__Work instruction__: A copy is needed of each line in the records that has the word "StageTimer".

__Information shown__:

▼

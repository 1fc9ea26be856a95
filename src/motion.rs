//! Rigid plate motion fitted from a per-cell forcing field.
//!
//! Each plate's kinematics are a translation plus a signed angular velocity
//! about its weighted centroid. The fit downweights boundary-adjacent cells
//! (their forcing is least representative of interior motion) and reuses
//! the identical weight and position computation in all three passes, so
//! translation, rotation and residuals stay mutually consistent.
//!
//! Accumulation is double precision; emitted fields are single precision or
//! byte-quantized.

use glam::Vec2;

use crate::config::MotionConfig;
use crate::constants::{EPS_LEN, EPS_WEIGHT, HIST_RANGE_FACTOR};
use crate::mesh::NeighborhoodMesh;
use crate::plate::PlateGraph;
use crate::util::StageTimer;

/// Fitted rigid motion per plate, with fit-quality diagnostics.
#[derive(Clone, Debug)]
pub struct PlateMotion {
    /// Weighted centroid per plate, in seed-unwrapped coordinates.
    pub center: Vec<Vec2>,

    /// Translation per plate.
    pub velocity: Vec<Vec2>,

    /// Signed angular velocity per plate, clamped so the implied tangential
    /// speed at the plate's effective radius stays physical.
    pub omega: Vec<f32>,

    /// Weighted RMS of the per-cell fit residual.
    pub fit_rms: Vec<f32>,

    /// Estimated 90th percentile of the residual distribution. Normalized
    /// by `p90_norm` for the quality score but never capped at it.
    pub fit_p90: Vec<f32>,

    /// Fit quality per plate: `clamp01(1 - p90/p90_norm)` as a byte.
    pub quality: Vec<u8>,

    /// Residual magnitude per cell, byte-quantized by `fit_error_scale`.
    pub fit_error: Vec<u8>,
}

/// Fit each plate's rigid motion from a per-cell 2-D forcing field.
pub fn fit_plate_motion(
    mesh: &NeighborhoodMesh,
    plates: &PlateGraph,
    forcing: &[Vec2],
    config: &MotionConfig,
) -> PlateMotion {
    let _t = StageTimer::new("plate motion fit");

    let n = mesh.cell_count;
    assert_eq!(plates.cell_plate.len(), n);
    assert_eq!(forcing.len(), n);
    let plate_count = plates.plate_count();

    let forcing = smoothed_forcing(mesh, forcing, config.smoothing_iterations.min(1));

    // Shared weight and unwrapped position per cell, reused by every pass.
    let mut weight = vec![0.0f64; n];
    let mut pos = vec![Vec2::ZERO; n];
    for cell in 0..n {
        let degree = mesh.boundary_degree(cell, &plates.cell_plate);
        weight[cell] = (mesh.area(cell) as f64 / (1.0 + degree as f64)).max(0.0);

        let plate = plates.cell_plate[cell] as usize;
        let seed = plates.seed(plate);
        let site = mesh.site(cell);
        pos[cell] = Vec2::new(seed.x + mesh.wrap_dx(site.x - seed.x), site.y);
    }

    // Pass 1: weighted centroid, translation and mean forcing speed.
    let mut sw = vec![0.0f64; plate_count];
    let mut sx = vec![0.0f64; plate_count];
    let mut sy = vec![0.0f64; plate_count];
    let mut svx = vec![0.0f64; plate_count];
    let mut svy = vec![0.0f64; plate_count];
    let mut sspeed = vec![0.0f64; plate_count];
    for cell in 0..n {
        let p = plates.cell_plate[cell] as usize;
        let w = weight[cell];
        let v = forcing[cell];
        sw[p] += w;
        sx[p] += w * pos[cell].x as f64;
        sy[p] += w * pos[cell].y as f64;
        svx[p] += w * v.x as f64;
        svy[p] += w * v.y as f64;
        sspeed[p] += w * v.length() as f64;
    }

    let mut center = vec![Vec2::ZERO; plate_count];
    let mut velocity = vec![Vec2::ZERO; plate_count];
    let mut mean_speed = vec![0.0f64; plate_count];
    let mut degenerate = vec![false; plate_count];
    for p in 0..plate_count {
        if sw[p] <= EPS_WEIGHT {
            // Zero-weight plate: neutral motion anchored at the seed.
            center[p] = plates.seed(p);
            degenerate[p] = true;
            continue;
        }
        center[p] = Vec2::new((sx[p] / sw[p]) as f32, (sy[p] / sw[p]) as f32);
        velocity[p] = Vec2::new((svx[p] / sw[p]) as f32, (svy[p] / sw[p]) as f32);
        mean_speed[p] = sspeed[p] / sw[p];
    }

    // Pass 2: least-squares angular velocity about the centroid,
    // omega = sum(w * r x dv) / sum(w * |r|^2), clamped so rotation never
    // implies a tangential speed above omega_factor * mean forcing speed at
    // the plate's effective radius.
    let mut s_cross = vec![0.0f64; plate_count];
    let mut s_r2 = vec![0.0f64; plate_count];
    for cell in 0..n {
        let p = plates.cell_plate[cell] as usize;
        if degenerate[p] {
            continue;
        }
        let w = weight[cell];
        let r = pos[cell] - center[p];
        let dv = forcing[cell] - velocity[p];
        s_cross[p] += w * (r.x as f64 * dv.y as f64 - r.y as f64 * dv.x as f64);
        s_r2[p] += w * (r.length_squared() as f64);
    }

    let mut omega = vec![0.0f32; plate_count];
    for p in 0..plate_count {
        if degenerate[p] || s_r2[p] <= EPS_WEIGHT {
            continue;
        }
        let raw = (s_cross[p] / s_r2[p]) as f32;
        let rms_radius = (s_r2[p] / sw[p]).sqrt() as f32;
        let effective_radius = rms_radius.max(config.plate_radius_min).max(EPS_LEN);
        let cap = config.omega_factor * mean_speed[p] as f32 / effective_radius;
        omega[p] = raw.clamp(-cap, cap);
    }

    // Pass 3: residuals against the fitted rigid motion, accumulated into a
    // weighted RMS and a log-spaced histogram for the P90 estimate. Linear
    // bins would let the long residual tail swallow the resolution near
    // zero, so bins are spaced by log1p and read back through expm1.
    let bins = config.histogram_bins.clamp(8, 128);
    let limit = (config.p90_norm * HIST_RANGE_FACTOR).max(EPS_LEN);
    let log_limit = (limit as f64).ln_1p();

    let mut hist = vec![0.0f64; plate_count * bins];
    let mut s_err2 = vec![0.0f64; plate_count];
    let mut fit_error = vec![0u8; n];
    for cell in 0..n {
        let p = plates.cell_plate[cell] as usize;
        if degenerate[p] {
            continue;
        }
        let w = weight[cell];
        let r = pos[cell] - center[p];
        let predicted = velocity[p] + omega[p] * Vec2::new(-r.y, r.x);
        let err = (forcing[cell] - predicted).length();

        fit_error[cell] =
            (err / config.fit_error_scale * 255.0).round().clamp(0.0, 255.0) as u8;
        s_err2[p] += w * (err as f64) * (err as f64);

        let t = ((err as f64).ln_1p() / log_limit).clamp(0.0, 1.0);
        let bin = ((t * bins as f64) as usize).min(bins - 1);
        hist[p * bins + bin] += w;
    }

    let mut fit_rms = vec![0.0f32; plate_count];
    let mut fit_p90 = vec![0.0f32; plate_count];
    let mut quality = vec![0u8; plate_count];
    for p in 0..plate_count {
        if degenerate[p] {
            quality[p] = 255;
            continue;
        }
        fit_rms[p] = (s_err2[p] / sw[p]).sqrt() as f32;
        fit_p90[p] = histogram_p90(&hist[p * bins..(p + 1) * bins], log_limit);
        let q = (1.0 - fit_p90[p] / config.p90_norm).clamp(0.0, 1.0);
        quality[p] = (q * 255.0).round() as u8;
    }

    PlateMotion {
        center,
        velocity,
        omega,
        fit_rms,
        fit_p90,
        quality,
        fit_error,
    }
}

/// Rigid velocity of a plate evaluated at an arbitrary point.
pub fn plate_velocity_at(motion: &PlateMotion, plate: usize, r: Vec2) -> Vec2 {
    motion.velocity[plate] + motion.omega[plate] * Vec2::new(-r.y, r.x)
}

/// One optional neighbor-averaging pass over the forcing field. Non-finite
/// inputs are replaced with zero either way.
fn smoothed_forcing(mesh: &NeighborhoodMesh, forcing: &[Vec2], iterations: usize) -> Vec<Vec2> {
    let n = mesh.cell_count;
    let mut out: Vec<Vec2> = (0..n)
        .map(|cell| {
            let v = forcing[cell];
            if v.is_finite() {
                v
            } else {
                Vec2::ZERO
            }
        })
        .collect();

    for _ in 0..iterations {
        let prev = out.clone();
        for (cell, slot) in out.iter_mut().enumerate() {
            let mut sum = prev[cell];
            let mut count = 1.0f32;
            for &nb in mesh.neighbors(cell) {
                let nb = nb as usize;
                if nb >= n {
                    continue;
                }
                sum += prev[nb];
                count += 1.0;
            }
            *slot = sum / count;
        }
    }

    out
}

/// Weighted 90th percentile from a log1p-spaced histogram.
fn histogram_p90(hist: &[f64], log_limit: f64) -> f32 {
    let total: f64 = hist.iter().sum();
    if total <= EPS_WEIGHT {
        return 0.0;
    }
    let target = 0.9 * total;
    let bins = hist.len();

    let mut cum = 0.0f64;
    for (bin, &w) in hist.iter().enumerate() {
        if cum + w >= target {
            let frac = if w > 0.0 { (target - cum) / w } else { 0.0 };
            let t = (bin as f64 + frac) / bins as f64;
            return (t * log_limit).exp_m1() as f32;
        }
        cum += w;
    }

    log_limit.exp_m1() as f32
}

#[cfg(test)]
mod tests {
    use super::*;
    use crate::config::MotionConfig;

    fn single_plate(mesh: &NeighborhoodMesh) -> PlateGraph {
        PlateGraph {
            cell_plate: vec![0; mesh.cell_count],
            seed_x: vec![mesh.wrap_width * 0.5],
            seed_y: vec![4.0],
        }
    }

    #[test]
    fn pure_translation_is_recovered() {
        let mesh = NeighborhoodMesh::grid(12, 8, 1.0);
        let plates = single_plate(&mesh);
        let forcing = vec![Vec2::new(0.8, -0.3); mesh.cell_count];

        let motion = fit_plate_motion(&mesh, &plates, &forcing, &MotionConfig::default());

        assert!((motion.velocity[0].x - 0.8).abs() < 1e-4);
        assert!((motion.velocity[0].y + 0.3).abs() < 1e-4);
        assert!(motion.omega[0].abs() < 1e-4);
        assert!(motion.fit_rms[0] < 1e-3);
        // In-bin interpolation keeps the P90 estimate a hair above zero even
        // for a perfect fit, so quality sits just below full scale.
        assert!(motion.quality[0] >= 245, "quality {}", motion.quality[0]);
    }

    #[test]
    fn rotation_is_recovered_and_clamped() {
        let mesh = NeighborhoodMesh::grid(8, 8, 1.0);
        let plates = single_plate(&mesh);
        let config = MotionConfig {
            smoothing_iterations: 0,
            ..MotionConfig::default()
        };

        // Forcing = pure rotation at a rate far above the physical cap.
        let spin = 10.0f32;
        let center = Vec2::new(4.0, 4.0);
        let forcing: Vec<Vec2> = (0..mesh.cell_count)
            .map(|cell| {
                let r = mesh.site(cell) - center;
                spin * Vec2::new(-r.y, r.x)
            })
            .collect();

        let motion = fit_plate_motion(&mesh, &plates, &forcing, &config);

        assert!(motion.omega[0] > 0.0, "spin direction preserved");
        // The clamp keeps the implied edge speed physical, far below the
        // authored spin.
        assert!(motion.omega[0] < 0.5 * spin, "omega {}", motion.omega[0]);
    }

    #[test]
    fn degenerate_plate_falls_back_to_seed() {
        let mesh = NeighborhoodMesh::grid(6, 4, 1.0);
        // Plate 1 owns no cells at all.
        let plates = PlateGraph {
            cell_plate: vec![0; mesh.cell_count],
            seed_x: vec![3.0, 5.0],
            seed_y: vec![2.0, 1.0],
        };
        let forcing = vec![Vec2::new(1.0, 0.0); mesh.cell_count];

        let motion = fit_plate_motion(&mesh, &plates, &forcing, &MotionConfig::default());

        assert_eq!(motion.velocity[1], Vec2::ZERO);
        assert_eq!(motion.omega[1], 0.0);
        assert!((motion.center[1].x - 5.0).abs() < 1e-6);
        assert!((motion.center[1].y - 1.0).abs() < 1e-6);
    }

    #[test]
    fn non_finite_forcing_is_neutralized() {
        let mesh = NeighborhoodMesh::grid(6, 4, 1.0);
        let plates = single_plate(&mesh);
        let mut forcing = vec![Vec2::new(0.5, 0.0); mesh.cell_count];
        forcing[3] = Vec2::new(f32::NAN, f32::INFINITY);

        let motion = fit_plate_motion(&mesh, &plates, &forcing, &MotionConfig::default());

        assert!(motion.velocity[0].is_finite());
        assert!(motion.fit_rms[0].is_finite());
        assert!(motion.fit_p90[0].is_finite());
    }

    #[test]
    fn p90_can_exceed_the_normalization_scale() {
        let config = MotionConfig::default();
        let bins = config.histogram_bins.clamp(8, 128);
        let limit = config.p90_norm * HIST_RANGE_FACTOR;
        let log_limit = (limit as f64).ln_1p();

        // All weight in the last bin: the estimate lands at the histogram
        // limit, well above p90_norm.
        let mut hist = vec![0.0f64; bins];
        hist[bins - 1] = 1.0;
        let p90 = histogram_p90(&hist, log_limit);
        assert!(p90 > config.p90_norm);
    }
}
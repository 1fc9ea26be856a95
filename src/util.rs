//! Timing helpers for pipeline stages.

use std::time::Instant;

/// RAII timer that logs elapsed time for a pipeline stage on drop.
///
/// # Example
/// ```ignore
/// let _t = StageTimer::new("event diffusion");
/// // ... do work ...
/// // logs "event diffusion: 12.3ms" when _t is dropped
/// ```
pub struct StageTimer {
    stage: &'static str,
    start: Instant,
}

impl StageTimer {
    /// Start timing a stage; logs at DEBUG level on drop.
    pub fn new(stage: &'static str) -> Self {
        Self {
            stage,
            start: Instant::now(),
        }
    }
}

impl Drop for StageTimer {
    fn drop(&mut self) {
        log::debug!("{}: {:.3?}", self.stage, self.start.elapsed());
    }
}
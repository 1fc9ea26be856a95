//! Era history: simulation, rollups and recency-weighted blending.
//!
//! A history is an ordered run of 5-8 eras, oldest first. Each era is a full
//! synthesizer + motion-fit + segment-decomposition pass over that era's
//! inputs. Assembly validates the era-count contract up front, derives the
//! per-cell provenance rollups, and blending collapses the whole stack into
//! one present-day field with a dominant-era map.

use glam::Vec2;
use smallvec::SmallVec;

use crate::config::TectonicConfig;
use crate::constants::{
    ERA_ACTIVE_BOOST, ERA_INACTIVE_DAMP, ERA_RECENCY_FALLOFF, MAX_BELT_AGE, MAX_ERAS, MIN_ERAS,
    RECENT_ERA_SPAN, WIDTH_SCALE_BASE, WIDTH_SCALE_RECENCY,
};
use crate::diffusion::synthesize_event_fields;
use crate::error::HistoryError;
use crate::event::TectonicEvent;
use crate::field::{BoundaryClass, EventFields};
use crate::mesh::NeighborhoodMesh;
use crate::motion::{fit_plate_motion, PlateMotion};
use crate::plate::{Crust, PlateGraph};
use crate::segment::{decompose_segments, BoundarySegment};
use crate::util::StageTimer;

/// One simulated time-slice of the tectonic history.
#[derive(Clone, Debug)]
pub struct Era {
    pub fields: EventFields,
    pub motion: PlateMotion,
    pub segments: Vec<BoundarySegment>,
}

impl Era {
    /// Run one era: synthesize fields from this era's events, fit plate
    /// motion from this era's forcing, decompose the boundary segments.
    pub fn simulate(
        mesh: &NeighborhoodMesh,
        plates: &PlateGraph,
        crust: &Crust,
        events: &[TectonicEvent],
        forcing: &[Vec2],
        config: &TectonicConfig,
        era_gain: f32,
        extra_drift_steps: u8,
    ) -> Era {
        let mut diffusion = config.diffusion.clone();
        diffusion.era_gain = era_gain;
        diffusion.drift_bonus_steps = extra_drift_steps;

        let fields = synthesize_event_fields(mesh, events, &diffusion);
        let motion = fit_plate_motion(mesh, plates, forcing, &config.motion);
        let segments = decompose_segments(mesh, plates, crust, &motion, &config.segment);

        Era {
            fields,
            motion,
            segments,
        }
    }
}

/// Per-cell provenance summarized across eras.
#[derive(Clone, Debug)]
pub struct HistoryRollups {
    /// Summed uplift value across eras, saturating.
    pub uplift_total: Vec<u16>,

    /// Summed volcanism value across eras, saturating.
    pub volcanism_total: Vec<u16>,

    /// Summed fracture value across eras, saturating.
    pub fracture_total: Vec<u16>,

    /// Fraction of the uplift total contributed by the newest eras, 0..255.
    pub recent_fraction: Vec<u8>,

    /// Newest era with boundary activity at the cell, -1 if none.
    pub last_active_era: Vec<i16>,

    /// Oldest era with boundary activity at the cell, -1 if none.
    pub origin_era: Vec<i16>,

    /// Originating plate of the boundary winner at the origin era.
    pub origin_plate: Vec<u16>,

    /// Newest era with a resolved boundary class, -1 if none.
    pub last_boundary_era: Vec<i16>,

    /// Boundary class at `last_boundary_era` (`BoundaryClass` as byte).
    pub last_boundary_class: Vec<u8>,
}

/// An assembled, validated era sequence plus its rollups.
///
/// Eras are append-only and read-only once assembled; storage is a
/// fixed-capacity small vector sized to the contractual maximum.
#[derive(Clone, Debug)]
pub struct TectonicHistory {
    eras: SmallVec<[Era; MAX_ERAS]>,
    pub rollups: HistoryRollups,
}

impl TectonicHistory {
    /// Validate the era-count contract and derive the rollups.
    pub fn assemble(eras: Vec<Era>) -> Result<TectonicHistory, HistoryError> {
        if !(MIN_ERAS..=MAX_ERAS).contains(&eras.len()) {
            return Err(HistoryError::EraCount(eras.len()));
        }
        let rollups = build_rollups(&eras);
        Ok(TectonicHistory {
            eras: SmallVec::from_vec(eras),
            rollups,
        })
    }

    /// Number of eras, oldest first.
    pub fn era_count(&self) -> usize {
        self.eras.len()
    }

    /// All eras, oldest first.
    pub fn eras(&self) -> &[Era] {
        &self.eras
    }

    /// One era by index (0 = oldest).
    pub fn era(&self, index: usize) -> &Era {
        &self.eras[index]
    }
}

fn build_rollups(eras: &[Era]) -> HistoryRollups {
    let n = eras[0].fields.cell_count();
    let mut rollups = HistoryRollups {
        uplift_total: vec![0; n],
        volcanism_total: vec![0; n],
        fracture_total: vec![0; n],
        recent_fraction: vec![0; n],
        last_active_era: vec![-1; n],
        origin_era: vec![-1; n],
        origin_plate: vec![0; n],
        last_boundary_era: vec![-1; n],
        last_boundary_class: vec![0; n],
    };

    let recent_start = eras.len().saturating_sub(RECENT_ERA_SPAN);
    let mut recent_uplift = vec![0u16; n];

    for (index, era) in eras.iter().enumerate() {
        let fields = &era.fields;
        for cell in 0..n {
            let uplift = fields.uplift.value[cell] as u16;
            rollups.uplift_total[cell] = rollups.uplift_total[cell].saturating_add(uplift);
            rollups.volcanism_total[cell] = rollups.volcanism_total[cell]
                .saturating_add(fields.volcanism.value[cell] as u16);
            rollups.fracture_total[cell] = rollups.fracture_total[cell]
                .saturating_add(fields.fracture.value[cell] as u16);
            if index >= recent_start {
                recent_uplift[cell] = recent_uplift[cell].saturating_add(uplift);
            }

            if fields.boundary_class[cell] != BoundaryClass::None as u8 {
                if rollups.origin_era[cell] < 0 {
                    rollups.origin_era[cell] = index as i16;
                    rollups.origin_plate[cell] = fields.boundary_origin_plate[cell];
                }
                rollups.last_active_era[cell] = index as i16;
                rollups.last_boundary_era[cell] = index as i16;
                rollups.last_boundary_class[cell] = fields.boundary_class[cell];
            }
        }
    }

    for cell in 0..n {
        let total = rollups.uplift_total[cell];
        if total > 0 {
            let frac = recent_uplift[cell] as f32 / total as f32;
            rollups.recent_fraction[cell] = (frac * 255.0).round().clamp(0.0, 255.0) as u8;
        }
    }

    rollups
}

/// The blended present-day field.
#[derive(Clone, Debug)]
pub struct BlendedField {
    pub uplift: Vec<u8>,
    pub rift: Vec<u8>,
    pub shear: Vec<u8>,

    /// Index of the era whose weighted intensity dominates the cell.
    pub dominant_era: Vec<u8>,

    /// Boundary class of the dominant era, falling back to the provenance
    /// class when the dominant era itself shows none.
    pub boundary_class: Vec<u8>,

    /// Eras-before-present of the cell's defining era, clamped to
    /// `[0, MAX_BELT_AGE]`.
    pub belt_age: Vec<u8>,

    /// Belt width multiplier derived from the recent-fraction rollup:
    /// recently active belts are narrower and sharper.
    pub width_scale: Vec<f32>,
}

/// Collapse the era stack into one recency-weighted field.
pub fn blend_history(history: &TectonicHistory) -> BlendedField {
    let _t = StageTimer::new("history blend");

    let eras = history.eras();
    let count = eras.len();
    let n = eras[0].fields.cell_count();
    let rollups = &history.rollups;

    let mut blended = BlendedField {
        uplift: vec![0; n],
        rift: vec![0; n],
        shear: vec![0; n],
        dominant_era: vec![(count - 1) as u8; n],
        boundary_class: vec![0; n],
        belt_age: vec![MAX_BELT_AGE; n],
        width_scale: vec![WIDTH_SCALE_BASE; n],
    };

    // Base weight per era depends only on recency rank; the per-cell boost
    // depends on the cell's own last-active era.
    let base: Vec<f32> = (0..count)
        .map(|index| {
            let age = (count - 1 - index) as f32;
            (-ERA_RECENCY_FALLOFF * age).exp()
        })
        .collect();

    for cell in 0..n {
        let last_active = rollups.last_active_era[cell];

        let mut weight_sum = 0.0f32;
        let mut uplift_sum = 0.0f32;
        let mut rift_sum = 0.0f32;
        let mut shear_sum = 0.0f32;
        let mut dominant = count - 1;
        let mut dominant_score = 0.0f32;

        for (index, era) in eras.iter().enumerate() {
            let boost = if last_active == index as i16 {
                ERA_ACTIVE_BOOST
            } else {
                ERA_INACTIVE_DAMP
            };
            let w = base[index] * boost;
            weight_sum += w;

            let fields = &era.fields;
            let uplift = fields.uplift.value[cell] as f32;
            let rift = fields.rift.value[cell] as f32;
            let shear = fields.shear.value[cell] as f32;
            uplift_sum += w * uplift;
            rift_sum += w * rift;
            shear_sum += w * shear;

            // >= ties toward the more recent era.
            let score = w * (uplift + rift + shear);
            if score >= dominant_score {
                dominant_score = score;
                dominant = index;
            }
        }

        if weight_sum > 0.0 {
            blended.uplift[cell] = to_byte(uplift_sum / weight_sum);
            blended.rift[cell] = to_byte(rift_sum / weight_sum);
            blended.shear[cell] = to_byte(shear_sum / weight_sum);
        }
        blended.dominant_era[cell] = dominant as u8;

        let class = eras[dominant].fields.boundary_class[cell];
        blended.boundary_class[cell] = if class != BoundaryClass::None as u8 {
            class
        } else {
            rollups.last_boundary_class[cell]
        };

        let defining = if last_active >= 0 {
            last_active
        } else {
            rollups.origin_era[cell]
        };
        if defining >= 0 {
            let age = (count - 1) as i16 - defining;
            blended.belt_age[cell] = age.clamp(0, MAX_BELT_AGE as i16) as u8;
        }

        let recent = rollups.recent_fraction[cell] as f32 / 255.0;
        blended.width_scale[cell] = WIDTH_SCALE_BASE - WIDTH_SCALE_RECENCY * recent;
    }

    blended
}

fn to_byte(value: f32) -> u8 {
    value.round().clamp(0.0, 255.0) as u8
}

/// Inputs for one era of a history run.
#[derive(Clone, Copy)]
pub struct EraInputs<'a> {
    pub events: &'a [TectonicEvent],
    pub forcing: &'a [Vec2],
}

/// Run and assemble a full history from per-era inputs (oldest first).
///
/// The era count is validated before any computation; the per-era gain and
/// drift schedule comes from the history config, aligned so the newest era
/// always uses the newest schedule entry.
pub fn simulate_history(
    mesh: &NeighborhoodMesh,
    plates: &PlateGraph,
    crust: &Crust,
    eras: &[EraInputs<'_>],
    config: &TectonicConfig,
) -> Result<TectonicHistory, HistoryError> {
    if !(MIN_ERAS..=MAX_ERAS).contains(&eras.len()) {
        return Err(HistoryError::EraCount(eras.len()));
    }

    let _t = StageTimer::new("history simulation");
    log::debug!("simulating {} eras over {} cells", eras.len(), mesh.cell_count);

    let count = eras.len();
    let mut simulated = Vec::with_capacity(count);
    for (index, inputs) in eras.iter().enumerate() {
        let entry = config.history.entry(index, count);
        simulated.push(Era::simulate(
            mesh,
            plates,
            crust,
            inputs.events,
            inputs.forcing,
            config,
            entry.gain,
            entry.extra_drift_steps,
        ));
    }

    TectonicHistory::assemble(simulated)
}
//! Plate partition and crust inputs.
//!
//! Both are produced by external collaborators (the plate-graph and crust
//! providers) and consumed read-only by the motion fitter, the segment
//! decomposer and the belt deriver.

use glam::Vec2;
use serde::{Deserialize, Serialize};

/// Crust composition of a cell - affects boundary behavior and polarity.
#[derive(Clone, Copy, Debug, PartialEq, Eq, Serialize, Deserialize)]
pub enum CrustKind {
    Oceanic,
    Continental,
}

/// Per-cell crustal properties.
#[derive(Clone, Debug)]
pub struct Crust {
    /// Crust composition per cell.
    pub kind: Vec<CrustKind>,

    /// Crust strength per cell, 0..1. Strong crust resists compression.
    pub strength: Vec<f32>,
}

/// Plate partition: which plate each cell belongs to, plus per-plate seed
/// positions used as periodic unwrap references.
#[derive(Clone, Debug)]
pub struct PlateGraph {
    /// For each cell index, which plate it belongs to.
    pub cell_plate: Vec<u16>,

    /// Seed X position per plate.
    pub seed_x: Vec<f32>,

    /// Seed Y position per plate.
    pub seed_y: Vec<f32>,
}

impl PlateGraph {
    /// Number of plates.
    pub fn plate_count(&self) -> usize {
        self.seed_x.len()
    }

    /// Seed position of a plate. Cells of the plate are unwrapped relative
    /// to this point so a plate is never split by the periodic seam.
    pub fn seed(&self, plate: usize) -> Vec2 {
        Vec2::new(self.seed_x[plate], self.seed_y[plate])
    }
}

▲

__Solution for this task__:
use crate::util::StageTimer;
    let _t = StageTimer::new("plate motion fit");
/// let _t = StageTimer::new("event diffusion");
pub struct StageTimer {
impl StageTimer {
impl Drop for StageTimer {
use crate::util::StageTimer;
    let _t = StageTimer::new("history blend");
    let _t = StageTimer::new("history simulation");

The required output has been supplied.